* [Directions for this task]
Search the data for the string "ThreeGPreferred", and report each line where it is found.

* [Data provided]
// ABOUTME: Classifies unsolicited modem output: family notifications, new-SMS, registration and ring lines
// ABOUTME: Each pass strips what it consumed so later passes and response matching never see it

use crate::error::{ModemError, ModemResult};
use crate::signals::Signal;
use regex::Regex;
use std::collections::HashMap;
use tracing::{debug, warn};

/// What a family does with one raw notification name.
#[derive(Clone, Copy)]
pub enum Translation {
    /// Drop the notification
    Swallow,
    /// Emit a signal built from the raw argument text
    Verbatim(fn(String) -> Signal),
    /// Parse the arguments; `None` means nothing to emit
    Transform(fn(&str) -> ModemResult<Option<Signal>>),
}

impl std::fmt::Debug for Translation {
    fn fmt(&self, f: &mut std::fmt::Formatter<'_>) -> std::fmt::Result {
        match self {
            Translation::Swallow => f.write_str("Swallow"),
            Translation::Verbatim(_) => f.write_str("Verbatim"),
            Translation::Transform(_) => f.write_str("Transform"),
        }
    }
}

/// Something the engine noticed without being asked.
#[derive(Clone, Debug, PartialEq, Eq)]
pub enum Unsolicited {
    Signal(Signal),
    /// `+CMTI`: a message was stored at `index` in `store`
    NewSms { store: String, index: u32 },
    /// `+CDS`: a status report PDU, hex encoded
    DeliveryReport { pdu: String },
}

/// Run the family notification regex over `buf`.
///
/// Matches whose raw name has a translation are removed from `buf`; the
/// rest are left for the idle passes to report.
pub fn scan_async(
    buf: &mut String,
    regex: Option<&Regex>,
    translations: &HashMap<String, Translation>,
) -> Vec<Signal> {
    let Some(regex) = regex else {
        return Vec::new();
    };

    let mut signals = Vec::new();
    let mut spans = Vec::new();
    for caps in regex.captures_iter(buf) {
        let (Some(whole), Some(name)) = (caps.get(0), caps.name("signal")) else {
            continue;
        };
        let args = caps.name("args").map(|m| m.as_str()).unwrap_or("").trim();

        let Some(translation) = translations.get(name.as_str()) else {
            debug!(name = name.as_str(), "no translation for notification");
            continue;
        };
        spans.push(whole.range());

        match translation {
            Translation::Swallow => {}
            Translation::Verbatim(build) => signals.push(build(args.to_string())),
            Translation::Transform(parse) => match parse(args) {
                Ok(Some(signal)) => signals.push(signal),
                Ok(None) => {}
                Err(e) => warn!(name = name.as_str(), args, error = %e, "dropping notification"),
            },
        }
    }

    for span in spans.into_iter().rev() {
        buf.replace_range(span, "");
    }
    signals
}

/// Notifications recognised for every family while the engine is idle.
#[derive(Clone, Debug)]
pub struct IdlePatterns {
    cmti: Regex,
    stc: Regex,
    creg: Regex,
    ring: Regex,
    cds: Regex,
}

/// Longest partial line kept around waiting for its terminator.
const MAX_PARTIAL: usize = 1024;

impl IdlePatterns {
    pub fn new() -> ModemResult<IdlePatterns> {
        Ok(IdlePatterns {
            cmti: Regex::new(r#"\r\n\+CMTI:\s"(?P<where>\w{2,})",(?P<id>\d+)\r\n"#)?,
            stc: Regex::new(r"\r\n\+STC:\s\d+\r\n")?,
            creg: Regex::new(r"\r\n\+CREG:\s*(?P<status>\d)\r\n")?,
            ring: Regex::new(r"\r\nRING\r\n")?,
            cds: Regex::new(r"\r\n\+CDS:\s*\d+\r\n(?P<pdu>[0-9A-Fa-f]+)\r\n")?,
        })
    }

    /// Classify everything in `buf` once the family scan has run.
    ///
    /// A trailing line without its terminator stays in `buf`; complete
    /// lines nobody claimed are logged and dropped.
    pub fn process(&self, buf: &mut String) -> Vec<Unsolicited> {
        let found = self.take(buf);
        self.drop_leftovers(buf);
        found
    }

    /// Remove and return the complete notifications in `buf`, leaving any
    /// other text in place. Used on response buffers too, so a new-SMS
    /// line arriving mid-reply is not lost.
    pub fn take(&self, buf: &mut String) -> Vec<Unsolicited> {
        let mut found = Vec::new();

        strip(&self.cmti, buf, |caps| {
            match caps["id"].parse() {
                Ok(index) => found.push(Unsolicited::NewSms {
                    store: caps["where"].to_string(),
                    index,
                }),
                Err(_) => warn!(id = &caps["id"], "bad +CMTI index"),
            }
        });
        strip(&self.stc, buf, |_| {});
        strip(&self.creg, buf, |caps| {
            if let Ok(status) = caps["status"].parse() {
                found.push(Unsolicited::Signal(Signal::CregReceived(status)));
            }
        });
        strip(&self.ring, buf, |_| found.push(Unsolicited::Signal(Signal::CallReceived)));
        strip(&self.cds, buf, |caps| {
            found.push(Unsolicited::DeliveryReport {
                pdu: caps["pdu"].to_string(),
            })
        });
        found
    }

    fn drop_leftovers(&self, buf: &mut String) {
        let keep_from = if buf.ends_with("\r\n") {
            buf.len() - 2
        } else {
            buf.rfind("\r\n").unwrap_or(0)
        };

        let dropped = &buf[..keep_from];
        if !dropped.trim().is_empty() {
            warn!(data = ?dropped, "unmatched unsolicited data");
        }
        buf.replace_range(..keep_from, "");

        if buf.len() > MAX_PARTIAL {
            warn!(data = ?buf, "discarding overlong partial line");
            buf.clear();
        }
    }
}

fn strip(regex: &Regex, buf: &mut String, mut found: impl FnMut(&regex::Captures<'_>)) {
    let mut spans = Vec::new();
    for caps in regex.captures_iter(buf) {
        found(&caps);
        if let Some(whole) = caps.get(0) {
            spans.push(whole.range());
        }
    }
    for span in spans.into_iter().rev() {
        buf.replace_range(span, "");
    }
}

/// Parse a comma separated notification argument, failing with
/// `InvalidData` when the field is absent or malformed.
pub fn arg<T: std::str::FromStr>(args: &str, position: usize) -> ModemResult<T> {
    let field = args
        .split(',')
        .nth(position)
        .ok_or_else(|| ModemError::InvalidData(format!("missing field {} in {:?}", position, args)))?;
    field
        .trim()
        .trim_matches('"')
        .parse()
        .map_err(|_| ModemError::InvalidData(format!("bad field {} in {:?}", position, args)))
}

#[cfg(test)]
mod tests {
    use super::*;
    use crate::datatypes::rssi_to_percentage;

    fn rssi(args: &str) -> ModemResult<Option<Signal>> {
        Ok(Some(Signal::SignalQuality(rssi_to_percentage(arg(args, 0)?))))
    }

    fn translations() -> HashMap<String, Translation> {
        let mut map = HashMap::new();
        map.insert("^RSSI".to_string(), Translation::Transform(rssi));
        map.insert("^BOOT".to_string(), Translation::Swallow);
        map
    }

    #[test]
    fn test_scan_removes_known_notifications() {
        let regex = Regex::new(r"\r\n(?P<signal>\^[A-Z]{3,9}):(?P<args>.*)\r\n").unwrap();
        let mut buf = "\r\n^RSSI:31\r\n\r\n^BOOT:1,2\r\n\r\n^XYZ:1\r\n\r\nOK\r\n".to_string();

        let signals = scan_async(&mut buf, Some(&regex), &translations());
        assert_eq!(signals, vec![Signal::SignalQuality(100)]);
        assert_eq!(buf, "\r\n^XYZ:1\r\n\r\nOK\r\n");
    }

    #[test]
    fn test_scan_drops_failed_transform() {
        let regex = Regex::new(r"\r\n(?P<signal>\^[A-Z]{3,9}):(?P<args>.*)\r\n").unwrap();
        let mut buf = "\r\n^RSSI:zz\r\n".to_string();
        assert!(scan_async(&mut buf, Some(&regex), &translations()).is_empty());
        assert!(buf.is_empty());
    }

    #[test]
    fn test_idle_notifications() {
        let patterns = IdlePatterns::new().unwrap();
        let mut buf =
            "\r\n+CMTI: \"ME\",3\r\n\r\n+STC: 0\r\n\r\n+CREG: 1\r\n\r\nRING\r\n".to_string();
        let found = patterns.process(&mut buf);
        assert_eq!(
            found,
            vec![
                Unsolicited::NewSms { store: "ME".to_string(), index: 3 },
                Unsolicited::Signal(Signal::CregReceived(1)),
                Unsolicited::Signal(Signal::CallReceived),
            ]
        );
        assert_eq!(buf, "");
    }

    #[test]
    fn test_delivery_report_line() {
        let patterns = IdlePatterns::new().unwrap();
        let mut buf = "\r\n+CDS: 25\r\n0006110B911\r\n".to_string();
        let found = patterns.process(&mut buf);
        assert_eq!(
            found,
            vec![Unsolicited::DeliveryReport { pdu: "0006110B911".to_string() }]
        );
    }

    #[test]
    fn test_partial_line_is_kept() {
        let patterns = IdlePatterns::new().unwrap();
        let mut buf = "\r\nGARBAGE\r\n\r\n+CMTI: \"SM\",".to_string();
        assert!(patterns.process(&mut buf).is_empty());
        assert_eq!(buf, "\r\n+CMTI: \"SM\",");

        buf.push_str("7\r\n");
        let found = patterns.process(&mut buf);
        assert_eq!(found, vec![Unsolicited::NewSms { store: "SM".to_string(), index: 7 }]);
    }

    #[test]
    fn test_take_leaves_reply_text() {
        let patterns = IdlePatterns::new().unwrap();
        let mut buf = "\r\n+CSQ: 17,99\r\n\r\n+CMTI: \"SM\",2\r\n\r\nOK\r\n".to_string();
        let found = patterns.take(&mut buf);
        assert_eq!(found, vec![Unsolicited::NewSms { store: "SM".to_string(), index: 2 }]);
        assert_eq!(buf, "\r\n+CSQ: 17,99\r\n\r\nOK\r\n");
    }

    #[test]
    fn test_arg_parsing() {
        assert_eq!(arg::<u32>("4,\"23415\",3G", 0).unwrap(), 4);
        assert_eq!(arg::<String>("4,\"23415\",3G", 1).unwrap(), "23415");
        assert!(arg::<u32>("4", 2).is_err());
    }
}
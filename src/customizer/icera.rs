// ABOUTME: Icera family (ZTE Icera chipsets): %-prefixed notifications, %IPSYS modes, %IPDP NDIS data calls
// ABOUTME: Changing the bearer preference drops the radio, so it is only sent when it actually changes

use super::{BoxFuture, Code, Customizer};
use crate::datatypes::{AllowedAuth, AllowedMode, ErrorKind, IpMethod, NetworkMode};
use crate::error::{ModemError, ModemResult};
use crate::protocol::{CommandEntry, Translation};
use crate::signals::{Capability, Signal};
use crate::wrapper::Wrapper;
use regex::Regex;

const ALLOWED_DICT: [(AllowedMode, Code); 5] = [
    (AllowedMode::Any, Code::Num(5)),
    (AllowedMode::TwoGOnly, Code::Num(0)),
    (AllowedMode::ThreeGOnly, Code::Num(1)),
    (AllowedMode::TwoGPreferred, Code::Num(2)),
    (AllowedMode::ThreeGPreferred, Code::Num(3)),
];

const CONN_DICT: [(NetworkMode, Code); 5] = [
    (NetworkMode::Any, Code::Num(5)),
    (NetworkMode::TwoGOnly, Code::Num(0)),
    (NetworkMode::ThreeGOnly, Code::Num(1)),
    (NetworkMode::TwoGPreferred, Code::Num(2)),
    (NetworkMode::ThreeGPreferred, Code::Num(3)),
];

/// `%IPDPACT` state reported when activation failed.
const ACTIVATION_FAILED: &str = "3";

/// `%NWSTATE: <rssi>,<plmn>,<tech>,<connected>,<regulation>`.
fn icera_conn_mode(args: &str) -> ModemResult<Option<Signal>> {
    let fields: Vec<&str> = args.split(',').map(str::trim).collect();
    let mode = match fields.get(2).copied() {
        Some("2G-GPRS") => NetworkMode::Gprs,
        Some("2G-EDGE") => NetworkMode::Edge,
        Some("3G") => NetworkMode::Umts,
        Some("3G-HSDPA") => NetworkMode::Hsdpa,
        Some("3G-HSUPA") => NetworkMode::Hsupa,
        Some("3G-HSDPA-HSUPA") => NetworkMode::Hspa,
        // "0", "2g", "3g": only circuit switched attached
        _ => NetworkMode::Unknown,
    };
    Ok(Some(Signal::NetworkMode(mode)))
}

/// `%IPDPACT: <cid>,<state>,...`. Only a failed activation is reported.
fn icera_connection_state(args: &str) -> ModemResult<Option<Signal>> {
    let args = args.replace(' ', "");
    let state = args.split(',').nth(1);
    if state == Some(ACTIVATION_FAILED) {
        return Ok(Some(Signal::Disconnected));
    }
    Ok(None)
}

fn code_num(code: Code) -> ModemResult<u32> {
    code.num()
        .ok_or_else(|| ModemError::InvalidData(format!("bad %IPSYS code {:?}", code)))
}

fn get_network_mode(wrapper: &Wrapper) -> BoxFuture<'_, ModemResult<NetworkMode>> {
    Box::pin(async move {
        let reply = wrapper.query("AT%IPSYS?", "get_network_mode").await?;
        let mode: u32 = reply.first()?.parse("mode")?;
        wrapper
            .custom()
            .conn_from_code(Code::Num(mode))
            .ok_or_else(|| ModemError::InvalidData(format!("unknown network mode {}", mode)))
    })
}

fn set_network_mode(wrapper: &Wrapper, mode: NetworkMode) -> BoxFuture<'_, ModemResult<()>> {
    Box::pin(async move {
        let code = code_num(wrapper.custom().conn_code(mode)?)?;
        if get_network_mode(wrapper).await? == mode {
            return Ok(());
        }
        wrapper.send_at(&format!("AT%IPSYS={}", code)).await
    })
}

fn set_allowed_mode(wrapper: &Wrapper, mode: AllowedMode) -> BoxFuture<'_, ModemResult<()>> {
    Box::pin(async move {
        let code = code_num(wrapper.custom().allowed_code(mode)?)?;
        if wrapper.get_allowed_mode() == mode {
            return Ok(());
        }
        wrapper.send_at(&format!("AT%IPSYS={}", code)).await
    })
}

fn authenticate(
    wrapper: &Wrapper,
    user: String,
    password: String,
    auth: u32,
) -> BoxFuture<'_, ModemResult<()>> {
    Box::pin(async move {
        let conn_id = wrapper.conn_id()?;
        let raw = format!(
            "AT%IPDPCFG={},0,{},\"{}\",\"{}\"",
            conn_id,
            AllowedAuth(auth).single_method(),
            user,
            password
        );
        wrapper.send_at(&raw).await
    })
}

fn connect(wrapper: &Wrapper) -> BoxFuture<'_, ModemResult<()>> {
    Box::pin(async move {
        let conn_id = wrapper.conn_id()?;
        wrapper.send_at(&format!("AT%IPDPACT={},1", conn_id)).await
    })
}

fn disconnect(wrapper: &Wrapper) -> BoxFuture<'_, ModemResult<()>> {
    Box::pin(async move {
        let conn_id = wrapper.conn_id()?;
        wrapper.send_at(&format!("AT%IPDPACT={},0", conn_id)).await
    })
}

fn get_ip4_config(wrapper: &Wrapper) -> BoxFuture<'_, ModemResult<Vec<String>>> {
    Box::pin(async move {
        let conn_id = wrapper.conn_id()?;
        let reply = wrapper
            .query(format!("AT%IPDPADDR={}", conn_id), "get_ip4_config")
            .await?;
        let caps = reply
            .matches
            .first()
            .ok_or_else(|| ModemError::new(ErrorKind::General, "no %IPDPADDR yet"))?;
        let dns2 = caps.str("dns2").to_string();
        Ok(vec![
            caps.str("ip").to_string(),
            caps.str("dns1").to_string(),
            dns2.clone(),
            dns2,
        ])
    })
}

pub(super) fn customizer() -> ModemResult<Customizer> {
    let mut custom = Customizer::generic()?;
    custom.family = "icera";
    custom.async_regex = Some(Regex::new(r"\r\n(?P<signal>%[A-Z]{3,}):\s*(?P<args>.*)\r\n")?);
    custom.allowed_dict = ALLOWED_DICT.to_vec();
    custom.conn_dict = CONN_DICT.to_vec();
    custom.capabilities = vec![Capability::NetworkMode, Capability::SmsNotifyOnline];
    custom.ip_method = IpMethod::Static;
    custom.radio_off = 4;

    let catalog = &mut custom.catalog;
    catalog.insert(
        "list_sms",
        CommandEntry::extract(
            r#"\r\n\+CMGL:\s*(?P<id>\d+),(?P<where>\d),(?P<alpha>"\w*?")?,\d+\r\n(?P<pdu>\w+)"#,
        )?,
    );
    catalog.insert(
        "get_sms",
        CommandEntry::extract(r"\r\n\+CMGR:\s*(?P<where>\d+),(?P<contact>.*),\d+\r\n(?P<pdu>\w+)\r\n")?,
    );
    catalog.insert(
        "get_network_mode",
        CommandEntry::extract(r"%IPSYS:\s(?P<mode>\d+),(?P<domain>\d+)")?,
    );
    catalog.insert(
        "get_ip4_config",
        CommandEntry::extract(
            r"%IPDPADDR:\s*(?P<cid>\d+),\s*(?P<ip>[0-9]+\.[0-9]+\.[0-9]+\.[0-9]+),\s*(?P<gw>[0-9]+\.[0-9]+\.[0-9]+\.[0-9]+),\s*(?P<dns1>[0-9.]*),\s*(?P<dns2>[0-9.]*)",
        )?,
    );

    custom.translate("%NWSTATE", Translation::Transform(icera_conn_mode));
    custom.translate("%IPDPACT", Translation::Transform(icera_connection_state));

    custom.hooks.get_network_mode = Some(get_network_mode);
    custom.hooks.set_network_mode = Some(set_network_mode);
    custom.hooks.set_allowed_mode = Some(set_allowed_mode);
    custom.hooks.authenticate = Some(authenticate);
    custom.hooks.connect = Some(connect);
    custom.hooks.disconnect = Some(disconnect);
    custom.hooks.get_ip4_config = Some(get_ip4_config);

    custom.sim_init = vec![
        "AT+CPMS=\"SM\",\"SM\",\"SM\"".to_string(),
        "AT%NWSTATE=1".to_string(),
    ];
    Ok(custom)
}

#[cfg(test)]
mod tests {
    use super::*;
    use crate::datatypes::ModemState;
    use crate::wrapper::testing::{drain, wrapper_with};

    #[test]
    fn test_nwstate() {
        assert_eq!(
            icera_conn_mode("4,23415,3G-HSDPA,-,0").unwrap(),
            Some(Signal::NetworkMode(NetworkMode::Hsdpa))
        );
        assert_eq!(
            icera_conn_mode("0,23415,2g,-,0").unwrap(),
            Some(Signal::NetworkMode(NetworkMode::Unknown))
        );
        assert_eq!(
            icera_conn_mode("").unwrap(),
            Some(Signal::NetworkMode(NetworkMode::Unknown))
        );
    }

    #[test]
    fn test_failed_activation() {
        assert_eq!(icera_connection_state("1, 3, 0").unwrap(), Some(Signal::Disconnected));
        assert_eq!(icera_connection_state("1,1").unwrap(), None);
    }

    #[tokio::test]
    async fn test_set_network_mode_only_when_changed() {
        let (wrapper, mut seen) = wrapper_with(
            customizer().unwrap(),
            vec![("AT%IPSYS?", "\r\n%IPSYS: 1,2\r\n\r\nOK\r\n".into())],
        );
        wrapper.set_network_mode(NetworkMode::ThreeGOnly).await.unwrap();
        assert_eq!(drain(&mut seen), vec!["AT%IPSYS?"]);
        wrapper.set_network_mode(NetworkMode::Any).await.unwrap();
        assert_eq!(drain(&mut seen), vec!["AT%IPSYS?", "AT%IPSYS=5"]);
    }

    #[tokio::test]
    async fn test_failed_activation_aborts_ip_polling() {
        let (wrapper, _) = wrapper_with(
            customizer().unwrap(),
            vec![
                ("AT+CGDCONT?", "\r\nOK\r\n".into()),
                ("AT%IPDPADDR", "\r\nERROR\r\n".into()),
            ],
        );
        wrapper.set_status(ModemState::Registered);
        wrapper.set_apn("internet").await.unwrap();
        wrapper.connect_to_internet("").await.unwrap();
        // what the engine delivers for "%IPDPACT: 1,3,0"
        let failed = icera_connection_state("1,3,0").unwrap().unwrap();
        wrapper
            .handle_unsolicited(crate::protocol::Unsolicited::Signal(failed))
            .await;
        let err = wrapper.get_ip4_config().await.unwrap_err();
        assert!(err.is(ErrorKind::General));
        assert_eq!(wrapper.status(), ModemState::Registered);
    }
}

* [Answer to this task]
    (AllowedMode::ThreeGPreferred, Code::Num(3)),
    (NetworkMode::ThreeGPreferred, Code::Num(3)),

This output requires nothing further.